Court filing seeks elimination of penalties for Christian art

We read:
"A court in Wisconsin has been asked to suspend immediately a policy in the Tomah Area School District that bans Christian symbols in students' artwork, but allows Hindu, Buddhist and satanic representations. The motion was filed yesterday by the Alliance Defense Fund, which has taken on the case of a student identified by the initials A.P.

The ADF launched a lawsuit on the student's behalf after a teacher refused to give him a grade on a project because his work included "John 3:16" as well as "As sign of love."

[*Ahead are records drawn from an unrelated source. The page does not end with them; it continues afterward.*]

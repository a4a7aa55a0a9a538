//! 查询/连接失败的分类
//!
//! 驱动暴露结构化错误码时由适配器直接给出分类；否则退回到按错误文本匹配。
//! 文本匹配只是尽力而为，不保证覆盖所有后端的措辞。

use serde::{Deserialize, Serialize};
use std::fmt;

use super::codes::ErrorCode;

/// 失败类别
#[derive(Debug, Clone, Copy, PartialEq, Eq, Hash, Serialize, Deserialize)]
pub enum FailureKind {
    Timeout,
    ConnectionRefused,
    AuthenticationFailed,
    QuerySyntaxError,
    /// 被适配器的语句策略拒绝（例如只读模式下的 DROP）
    OperationNotAllowed,
    Unknown,
}

const TIMEOUT_PATTERNS: &[&str] = &["timed out", "timeout", "time out", "deadline exceeded"];

const REFUSED_PATTERNS: &[&str] = &[
    "connection refused",
    "econnrefused",
    "no route to host",
    "host unreachable",
    "network is unreachable",
    "all host(s) tried for query failed",
    "failed to resolve",
    "could not connect",
];

const AUTH_PATTERNS: &[&str] = &[
    "authentication",
    "bad credentials",
    "unauthorized",
    "provided username",
    "password",
    "access denied",
];

const SYNTAX_PATTERNS: &[&str] = &[
    "syntax error",
    "syntaxexception",
    "line 1:",
    "no viable alternative",
    "mismatched input",
    "unconfigured table",
    "undefined column",
    "invalid query",
    "unknown identifier",
];

impl FailureKind {
    /// 按错误文本匹配分类（尽力而为）
    ///
    /// 匹配顺序：超时 > 拒绝连接 > 认证 > 语法。超时排在最前，
    /// 因为驱动常把超时包在 "connection ..." 之类的文本里。
    pub fn from_message(message: &str) -> Self {
        let lower = message.to_lowercase();
        let matches_any = |patterns: &[&str]| patterns.iter().any(|p| lower.contains(p));

        if matches_any(TIMEOUT_PATTERNS) {
            FailureKind::Timeout
        } else if matches_any(REFUSED_PATTERNS) {
            FailureKind::ConnectionRefused
        } else if matches_any(AUTH_PATTERNS) {
            FailureKind::AuthenticationFailed
        } else if matches_any(SYNTAX_PATTERNS) {
            FailureKind::QuerySyntaxError
        } else {
            FailureKind::Unknown
        }
    }

    pub fn as_str(&self) -> &'static str {
        match self {
            FailureKind::Timeout => "Timeout",
            FailureKind::ConnectionRefused => "ConnectionRefused",
            FailureKind::AuthenticationFailed => "AuthenticationFailed",
            FailureKind::QuerySyntaxError => "QuerySyntaxError",
            FailureKind::OperationNotAllowed => "OperationNotAllowed",
            FailureKind::Unknown => "Unknown",
        }
    }

    /// 生成带分类前缀的错误文本，形如 `Timeout: ...`
    pub fn describe(&self, message: &str) -> String {
        format!("{}: {}", self.as_str(), message)
    }

    pub fn error_code(&self) -> ErrorCode {
        match self {
            FailureKind::Timeout => ErrorCode::Timeout,
            FailureKind::ConnectionRefused => ErrorCode::ConnectionRefused,
            FailureKind::AuthenticationFailed => ErrorCode::Unauthorized,
            FailureKind::QuerySyntaxError => ErrorCode::SyntaxError,
            FailureKind::OperationNotAllowed => ErrorCode::Forbidden,
            FailureKind::Unknown => ErrorCode::ExecutionError,
        }
    }
}

impl fmt::Display for FailureKind {
    fn fmt(&self, f: &mut fmt::Formatter<'_>) -> fmt::Result {
        f.write_str(self.as_str())
    }
}
use chrono::{DateTime, Utc};
use dashmap::mapref::entry::Entry;
use dashmap::DashMap;
use log::{debug, info, warn};
use moka::sync::Cache;
use serde::Serialize;
use std::fmt;
use std::sync::atomic::{AtomicU64, AtomicUsize, Ordering};
use std::sync::Arc;
use std::time::{Duration, Instant};

use super::eviction::{policy_from_config, EvictionPolicy};
use super::session_id::SessionIdIssuer;
use crate::adapters::BackendHandle;
use crate::config::SessionConfig;
use crate::core::error::{SessionError, SessionGone, SessionResult};
use crate::core::types::BackendType;

pub const DEFAULT_MAX_ALLOWED_CONNECTIONS: usize = 1000; // 默认最大会话数
pub const DEFAULT_SESSION_IDLE_TIMEOUT: Duration = Duration::from_secs(30 * 60); // 30分钟

/// 墓碑记录保留时长；过期后只能确定 ID 曾被签发，原因按 `Closed` 报告
const TOMBSTONE_TTL: Duration = Duration::from_secs(24 * 60 * 60);

/// 一个活动会话
///
/// 句柄只在会话表内部流转，不会出现在 `SessionInfo` 里。
pub struct SessionSlot {
    id: String,
    backend_type: BackendType,
    handle: BackendHandle,
    created_at: DateTime<Utc>,
    created_instant: Instant,
    /// 相对 `created_instant` 的毫秒偏移
    last_used_offset_ms: AtomicU64,
}

impl SessionSlot {
    fn new(id: String, backend_type: BackendType, handle: BackendHandle) -> Self {
        Self {
            id,
            backend_type,
            handle,
            created_at: Utc::now(),
            created_instant: Instant::now(),
            last_used_offset_ms: AtomicU64::new(0),
        }
    }

    pub fn id(&self) -> &str {
        &self.id
    }

    pub fn backend_type(&self) -> BackendType {
        self.backend_type
    }

    pub fn handle(&self) -> &BackendHandle {
        &self.handle
    }

    pub fn created_instant(&self) -> Instant {
        self.created_instant
    }

    pub fn last_used_instant(&self) -> Instant {
        self.created_instant + Duration::from_millis(self.last_used_offset_ms.load(Ordering::Acquire))
    }

    /// 更新最后使用时间；只会向前移动
    pub fn touch(&self) {
        let offset = self.created_instant.elapsed().as_millis() as u64;
        self.last_used_offset_ms.fetch_max(offset, Ordering::AcqRel);
    }

    pub fn info(&self) -> SessionInfo {
        let offset = self.last_used_offset_ms.load(Ordering::Acquire);
        let last_used_at = self.created_at
            + chrono::Duration::milliseconds(i64::try_from(offset).unwrap_or(i64::MAX));
        SessionInfo {
            id: self.id.clone(),
            backend_type: self.backend_type,
            created_at: self.created_at,
            last_used_at,
            idle_secs: self.last_used_instant().elapsed().as_secs(),
        }
    }
}

impl fmt::Debug for SessionSlot {
    fn fmt(&self, f: &mut fmt::Formatter<'_>) -> fmt::Result {
        f.debug_struct("SessionSlot")
            .field("id", &self.id)
            .field("backend_type", &self.backend_type)
            .field("created_at", &self.created_at)
            .finish_non_exhaustive()
    }
}

/// 会话信息，用于展示会话列表
#[derive(Debug, Clone, PartialEq, Serialize)]
#[serde(rename_all = "camelCase")]
pub struct SessionInfo {
    pub id: String,
    pub backend_type: BackendType,
    pub created_at: DateTime<Utc>,
    pub last_used_at: DateTime<Utc>,
    pub idle_secs: u64,
}

/// 会话表
///
/// 不同 id 之间不共享锁：DashMap 分片存储，最后使用时间是原子量。
pub struct SessionManager {
    sessions: DashMap<String, Arc<SessionSlot>>,
    ids: SessionIdIssuer,
    tombstones: Cache<String, SessionGone>,
    active: AtomicUsize,
    max_sessions: usize,
    policy: Arc<dyn EvictionPolicy>,
}

impl SessionManager {
    pub fn new(config: &SessionConfig) -> Self {
        Self {
            sessions: DashMap::new(),
            ids: SessionIdIssuer::new(),
            tombstones: Cache::builder()
                .max_capacity(config.tombstone_capacity)
                .time_to_live(TOMBSTONE_TTL)
                .build(),
            active: AtomicUsize::new(0),
            max_sessions: config.max_sessions,
            policy: policy_from_config(config),
        }
    }

    /// 替换回收策略
    pub fn with_policy(mut self, policy: Arc<dyn EvictionPolicy>) -> Self {
        self.policy = policy;
        self
    }

    /// 登记新会话并签发 ID
    pub fn insert(
        &self,
        backend_type: BackendType,
        handle: BackendHandle,
    ) -> SessionResult<Arc<SessionSlot>> {
        let max = self.max_sessions;
        if self
            .active
            .fetch_update(Ordering::AcqRel, Ordering::Acquire, |n| (n < max).then_some(n + 1))
            .is_err()
        {
            warn!("Failed to create session: maximum sessions ({}) exceeded", max);
            return Err(SessionError::MaxSessionsExceeded(max));
        }

        let slot = loop {
            let id = self.ids.issue();
            if let Entry::Vacant(vacant) = self.sessions.entry(id.clone()) {
                let slot = Arc::new(SessionSlot::new(id, backend_type, handle));
                vacant.insert(Arc::clone(&slot));
                break slot;
            }
        };
        info!("Created session {} ({})", slot.id(), backend_type);
        Ok(slot)
    }

    /// 查找会话
    ///
    /// 不刷新最后使用时间：调用方在分发成功后再 `touch`。
    pub fn resolve(&self, id: &str) -> SessionResult<Arc<SessionSlot>> {
        match self.sessions.get(id) {
            Some(entry) => Ok(Arc::clone(entry.value())),
            None => Err(self.not_found(id)),
        }
    }

    /// 移除会话并记录墓碑
    pub fn remove(&self, id: &str, reason: SessionGone) -> SessionResult<Arc<SessionSlot>> {
        match self.sessions.remove(id) {
            Some((id, slot)) => {
                self.forget(id, reason);
                Ok(slot)
            }
            None => Err(self.not_found(id)),
        }
    }

    /// 按回收策略取出所有过期会话
    ///
    /// 判定与移除在同一个分片锁内完成，刚被使用过的会话不会被误删。
    pub fn collect_expired(&self, now: Instant) -> Vec<Arc<SessionSlot>> {
        let candidates: Vec<String> = self
            .sessions
            .iter()
            .filter(|entry| self.policy.should_evict(entry.value(), now))
            .map(|entry| entry.key().clone())
            .collect();

        let mut expired = Vec::with_capacity(candidates.len());
        for id in candidates {
            if let Some((id, slot)) = self
                .sessions
                .remove_if(&id, |_, slot| self.policy.should_evict(slot, now))
            {
                info!("Reclaiming expired session {}", id);
                self.forget(id, SessionGone::Expired);
                expired.push(slot);
            }
        }
        if !expired.is_empty() {
            info!("Reclaimed {} expired sessions", expired.len());
        }
        expired
    }

    /// 取出全部会话（进程退出时使用）
    pub fn drain(&self) -> Vec<Arc<SessionSlot>> {
        let ids: Vec<String> = self.sessions.iter().map(|e| e.key().clone()).collect();
        ids.into_iter()
            .filter_map(|id| self.remove(&id, SessionGone::Closed).ok())
            .collect()
    }

    pub fn list(&self) -> Vec<SessionInfo> {
        let mut infos: Vec<SessionInfo> = self.sessions.iter().map(|e| e.value().info()).collect();
        infos.sort_by(|a, b| a.created_at.cmp(&b.created_at).then_with(|| a.id.cmp(&b.id)));
        infos
    }

    pub fn info(&self, id: &str) -> SessionResult<SessionInfo> {
        self.resolve(id).map(|slot| slot.info())
    }

    pub fn len(&self) -> usize {
        self.sessions.len()
    }

    pub fn is_empty(&self) -> bool {
        self.sessions.is_empty()
    }

    pub fn max_sessions(&self) -> usize {
        self.max_sessions
    }

    fn forget(&self, id: String, reason: SessionGone) {
        self.active.fetch_sub(1, Ordering::AcqRel);
        debug!("Session {} removed ({})", id, reason);
        self.tombstones.insert(id, reason);
    }

    fn not_found(&self, id: &str) -> SessionError {
        let reason = match self.tombstones.get(id) {
            Some(reason) => reason,
            None if self.ids.is_issued(id) => SessionGone::Closed,
            None => SessionGone::Unknown,
        };
        SessionError::not_found(id, reason)
    }
}

impl fmt::Debug for SessionManager {
    fn fmt(&self, f: &mut fmt::Formatter<'_>) -> fmt::Result {
        f.debug_struct("SessionManager")
            .field("sessions", &self.sessions.len())
            .field("max_sessions", &self.max_sessions)
            .field("policy", &self.policy)
            .finish()
    }
}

The school district, however, openly acknowledged and publicized various pieces of art representing Buddhism, and Hinduism as well as several demon faces that appeared satanic.

Source

8 comments:

Anonymous said...

Explicitly disallowing one religion while allowing others is definitely in breach of the US Constitution.

Longview

Anonymous said...

Isnt this just typical of two faced liberals who allow you to show pentagrams,goat heads,buddas,sacred monkey gods and gaia but you cant show virgin marrys crosses of christ as usial the two standards of liberal snot heads

Anonymous said...

Skepticus, I work with a person who claims to be atheist. This is my only contact with an atheist. Not only is he anti-religion, he will not even order products from companies he knows have religious people working at them.
Ferndale Fanny

Anonymous said...

Haha! Very nice one, Skepticus. I ask you, do you truly think Hitchents is not "anti-religious"?

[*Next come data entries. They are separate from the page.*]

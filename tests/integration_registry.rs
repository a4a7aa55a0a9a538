//! 适配器注册表集成测试
//!
//! 测试范围:
//! - 同一类型重复获取返回同一实例
//! - 未注册类型报 AdapterNotFound
//! - 发现接口与查询语言

mod common;

use std::sync::Arc;

use polystore::adapters::memory::MemoryAdapter;
use polystore::adapters::{AdapterRegistry, DatabaseAdapter};
use polystore::config::Config;
use polystore::core::error::{ErrorCode, RuntimeError};
use polystore::core::types::{BackendType, ConnectionConfig, QueryLanguage};

use common::TestRuntime;

#[test]
fn test_registered_types_resolve_to_same_instance() {
    let registry = AdapterRegistry::with_defaults();
    for backend_type in registry.available_types() {
        let a = registry.get(backend_type).expect("已注册的后端");
        let b = registry.get(backend_type).expect("已注册的后端");
        assert!(Arc::ptr_eq(&a, &b), "{} 应返回同一实例", backend_type);
    }
}

#[test]
fn test_unregistered_types_always_fail() {
    let registry = AdapterRegistry::with_defaults();
    for backend_type in BackendType::ALL {
        if registry.has(backend_type) {
            continue;
        }
        let err = registry.get(backend_type).err().expect("未注册的后端");
        assert_eq!(err.error_code(), ErrorCode::ResourceNotFound);
        assert!(matches!(err, RuntimeError::AdapterNotFound { .. }));
    }
}

#[test]
fn test_independent_registries_do_not_share_state() {
    let mut first = AdapterRegistry::new();
    let second = AdapterRegistry::new();
    first.register(Arc::new(MemoryAdapter::new()));

    assert!(first.has(BackendType::Memory));
    assert!(!second.has(BackendType::Memory));
    assert!(second.is_empty());
}

#[test]
fn test_available_types_are_sorted() {
    let registry = AdapterRegistry::from_config(&Config::default());
    let types = registry.available_types();
    let mut sorted = types.clone();
    sorted.sort();
    assert_eq!(types, sorted);
    assert!(types.contains(&BackendType::Memory));
}

#[cfg(feature = "cassandra")]
#[test]
fn test_cassandra_family_shares_contract() {
    let registry = AdapterRegistry::with_defaults();
    let cassandra = registry.get(BackendType::Cassandra).expect("cassandra");
    let scylla = registry.get(BackendType::ScyllaDb).expect("scylladb");

    assert_eq!(cassandra.descriptor().capabilities, scylla.descriptor().capabilities);
    assert_eq!(cassandra.descriptor().capabilities.query_language, QueryLanguage::Cql);
    assert!(cassandra.statement_policy().is_read_only());
    assert_ne!(cassandra.descriptor().display_name, scylla.descriptor().display_name);
}

#[tokio::test]
async fn test_connect_to_unregistered_backend() {
    let t = TestRuntime::new().await;
    let err = t
        .runtime
        .connect(BackendType::MongoDb, &ConnectionConfig::default())
        .await
        .expect_err("mongodb 未注册");
    match err {
        RuntimeError::AdapterNotFound { requested, available } => {
            assert_eq!(requested, "mongodb");
            assert_eq!(available, vec!["memory".to_string()]);
        }
        other => panic!("unexpected error: {:?}", other),
    }
    assert!(t.runtime.list_sessions().is_empty());
}

#[tokio::test]
async fn test_discovery_and_query_language() {
    let t = TestRuntime::new().await;
    let backends = t.runtime.describe_backends();
    assert_eq!(backends.len(), 1);
    assert_eq!(backends[0].backend_type, BackendType::Memory);
    assert!(backends[0].capabilities.supports_aggregation);

    assert_eq!(
        t.runtime.query_language(BackendType::Memory).expect("memory"),
        QueryLanguage::SqlSubset
    );
    assert!(t.runtime.query_language(BackendType::Redis).is_err());
}
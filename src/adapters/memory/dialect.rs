//! 内存后端的查询方言
//!
//! ```text
//! SELECT * | field[, field...] FROM [database.]collection
//!     [WHERE field = literal | ?]
//!     [LIMIT n] [;]
//! ```
//!
//! 字面量支持单引号字符串、数字、true/false/null；`?` 依次绑定请求参数。

use regex::Regex;
use std::sync::OnceLock;

use crate::core::error::{BackendError, FailureKind};

#[derive(Debug, Clone, PartialEq)]
pub enum Projection {
    All,
    Fields(Vec<String>),
}

#[derive(Debug, Clone, PartialEq)]
pub struct SelectStatement {
    pub projection: Projection,
    pub database: Option<String>,
    pub collection: String,
    pub filter: Option<(String, serde_json::Value)>,
    pub limit: Option<usize>,
}

fn select_regex() -> &'static Regex {
    static RE: OnceLock<Regex> = OnceLock::new();
    RE.get_or_init(|| {
        Regex::new(
            r"(?is)^\s*select\s+(?P<proj>\*|\w+(?:\s*,\s*\w+)*)\s+from\s+(?P<target>\w+(?:\.\w+)?)(?:\s+where\s+(?P<field>\w+)\s*=\s*(?P<value>\?|'[^']*'|-?\d+(?:\.\d+)?|true|false|null))?(?:\s+limit\s+(?P<limit>\d+))?\s*;?\s*$",
        )
        .expect("select grammar is a valid regex")
    })
}

fn syntax_error(message: impl Into<String>) -> BackendError {
    BackendError::classified(FailureKind::QuerySyntaxError, message)
}

/// 解析一条 SELECT 语句
pub fn parse_select(text: &str, parameters: &[serde_json::Value]) -> Result<SelectStatement, BackendError> {
    let caps = select_regex().captures(text).ok_or_else(|| {
        let snippet: String = text.trim().chars().take(40).collect();
        syntax_error(format!("line 1: syntax error near '{}'", snippet))
    })?;

    let projection = match caps.name("proj").map(|m| m.as_str()) {
        Some("*") | None => Projection::All,
        Some(list) => Projection::Fields(list.split(',').map(|f| f.trim().to_string()).collect()),
    };

    let target = caps.name("target").map(|m| m.as_str()).unwrap_or_default();
    let (database, collection) = match target.split_once('.') {
        Some((db, coll)) => (Some(db.to_string()), coll.to_string()),
        None => (None, target.to_string()),
    };

    let filter = match (caps.name("field"), caps.name("value")) {
        (Some(field), Some(value)) => {
            Some((field.as_str().to_string(), parse_literal(value.as_str(), parameters)?))
        }
        _ => None,
    };

    let limit = match caps.name("limit") {
        Some(m) => Some(
            m.as_str()
                .parse::<usize>()
                .map_err(|e| syntax_error(format!("invalid LIMIT: {}", e)))?,
        ),
        None => None,
    };

    Ok(SelectStatement {
        projection,
        database,
        collection,
        filter,
        limit,
    })
}

fn parse_literal(raw: &str, parameters: &[serde_json::Value]) -> Result<serde_json::Value, BackendError> {
    if raw == "?" {
        return parameters
            .first()
            .cloned()
            .ok_or_else(|| syntax_error("missing bind parameter for '?'"));
    }
    if let Some(inner) = raw.strip_prefix('\'').and_then(|s| s.strip_suffix('\'')) {
        return Ok(serde_json::Value::String(inner.to_string()));
    }
    match raw.to_ascii_lowercase().as_str() {
        "true" => return Ok(serde_json::Value::Bool(true)),
        "false" => return Ok(serde_json::Value::Bool(false)),
        "null" => return Ok(serde_json::Value::Null),
        _ => {}
    }
    serde_json::from_str::<serde_json::Value>(raw)
        .map_err(|e| syntax_error(format!("invalid literal {}: {}", raw, e)))
}

/// 比较过滤值，整数与浮点数按数值相等比较
pub fn values_equal(a: &serde_json::Value, b: &serde_json::Value) -> bool {
    match (a.as_f64(), b.as_f64()) {
        (Some(x), Some(y)) => x == y,
        _ => a == b,
    }
}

If that man had his way religious freedom would cease to exist because religions would be outlawed. But of course, it would only be Christianity. Typical atheist moron.

Anonymous said...

The prolem I have with our courts' interpretation of the establishment clause in the First Amendment is that it is being used to purge from the public discourse any mention of religion or gesture of faith [e.g. the New Jersey high school football coach who was suspended for having the audacity to kneel and bow his head dring a studet-led prayer]. Somehow, I doubt that this is what the founding fathers envisioned for our country.

Anonymous said...

I daresay that atheism is as much of a religion as any other. Atheists so emphaticly deny that which the devout insist is true.

Anonymous said...

Atheism is as much a religion as "creation science" is science.

Anonymous said...

A good way to understand how the Establishment clause appeared on one of these blogs early this year. The way it was put was that "Religious institutions can get public money, but it must not be directed to them by state actors." Private recipients would have to make individual choices to send such money (e.g., school vouchers to religious schools).